After months of speculation, Ms. Warren set up an exploratory committee for a Senate run in Massachusetts, and she launched a campaign website. She is expected to make a definitive announcement on whether she will run after Labor Day.
Ms. Warren was once thought to be a top pick to lead the consumer bureau, but President Barack Obama tapped former Ohio Attorney General Richard Cordray instead because of Republican vows to block her Senate confirmation.
Of the 33 Senate seats on ballots next year, 23 are currently held by Democrats, putting the party on the defensive in many states. But in Massachusetts, Democrats are committed to playing offense, said Matt Canter, a spokesman for the Senate Democrats' campaign arm.
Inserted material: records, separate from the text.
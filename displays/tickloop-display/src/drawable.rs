//! Drawable capability

use crate::grid::Grid;

/// Anything that can paint itself into a character grid
///
/// `draw` is called once per frame on a freshly blanked grid. Drawables
/// may keep per-frame state such as an animation index.
pub trait Drawable<const ROWS: usize, const COLS: usize> {
    fn draw(&mut self, grid: &mut Grid<ROWS, COLS>);

    /// Requested hardware cursor as `(row, col)`, `None` to hide it
    fn cursor(&self) -> Option<(u8, u8)> {
        None
    }
}

impl<T, const ROWS: usize, const COLS: usize> Drawable<ROWS, COLS> for &mut T
where
    T: Drawable<ROWS, COLS> + ?Sized,
{
    fn draw(&mut self, grid: &mut Grid<ROWS, COLS>) {
        (**self).draw(grid)
    }

    fn cursor(&self) -> Option<(u8, u8)> {
        (**self).cursor()
    }
}
//! Shared signals
//!
//! A [`Signal`] is a value owned by the application and read or written by
//! tasks through shared references. There is one thread of control, so a
//! `Cell` is enough; by convention every signal has a single writer.

use core::cell::Cell;

pub mod composite;
pub mod ops;

pub use composite::EnableComposite;
pub use ops::{AndInputs, Chooser, Constrain, Inverter, Mapper, OrInputs};

/// Shared `Copy` value
#[derive(Debug, Default)]
pub struct Signal<T: Copy> {
    value: Cell<T>,
}

/// Boolean signal, used for clock outputs and enable flags
pub type Flag = Signal<bool>;

impl<T: Copy> Signal<T> {
    pub const fn new(value: T) -> Self {
        Self {
            value: Cell::new(value),
        }
    }

    #[inline]
    pub fn get(&self) -> T {
        self.value.get()
    }

    #[inline]
    pub fn set(&self, value: T) {
        self.value.set(value);
    }

    /// Store a new value and return the old one
    pub fn replace(&self, value: T) -> T {
        self.value.replace(value)
    }
}

/// Something that can be switched on and off
///
/// Menu toggles and key bindings target this capability.
pub trait Enable {
    fn enable(&self, on: bool);

    fn enabled(&self) -> bool;

    fn toggle(&self) {
        self.enable(!self.enabled());
    }
}

impl Enable for Flag {
    fn enable(&self, on: bool) {
        self.set(on);
    }

    fn enabled(&self) -> bool {
        self.get()
    }
}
"This race is one of the top priorities for Democrats nationally," he said. "It's a top pick-up opportunity for Democrats. There will be the resources necessary to hold [Mr. Brown] accountable for his record."
It could be a tough fight. Mr. Brown, who was elected in 2010 to fill the term of the late Sen. Edward Kennedy, has about $10 million in his war chest. Although his favorability ratings have dropped since he was elected, he has strong support.
"The people of Massachusetts like Scott Brown," said Eric Fehrnstrom, a senior adviser to Mr. Brown's campaign. "They see a regular guy who's honest, hardworking and calls them like he sees them."
Neither Mr. Brown nor Ms. Warren would comment on campaign matters.
Ms. Warren would face a crowded Democratic primary field that likely will include former Senate candidate Alan Khazei and Setti Warren, the mayor of Newton who was an aide to Sen. John Kerry (D., Mass.).
But Ms. Warren has more name recognition than some of the other contenders, said Maurice Cunningham, an expert in Massachusetts politics at the University of Massachusetts in Boston. "She is someone who'd be able to make the contrary case [to Sen. Brown's conservative economic policies] very effectively."
In the last week, Ms. Warren has met with grassroots activists and local Democratic officials to gauge their concerns and to introduce herself, an individual close to Ms. Warren said. She is expected to hold more meetings in the next several weeks.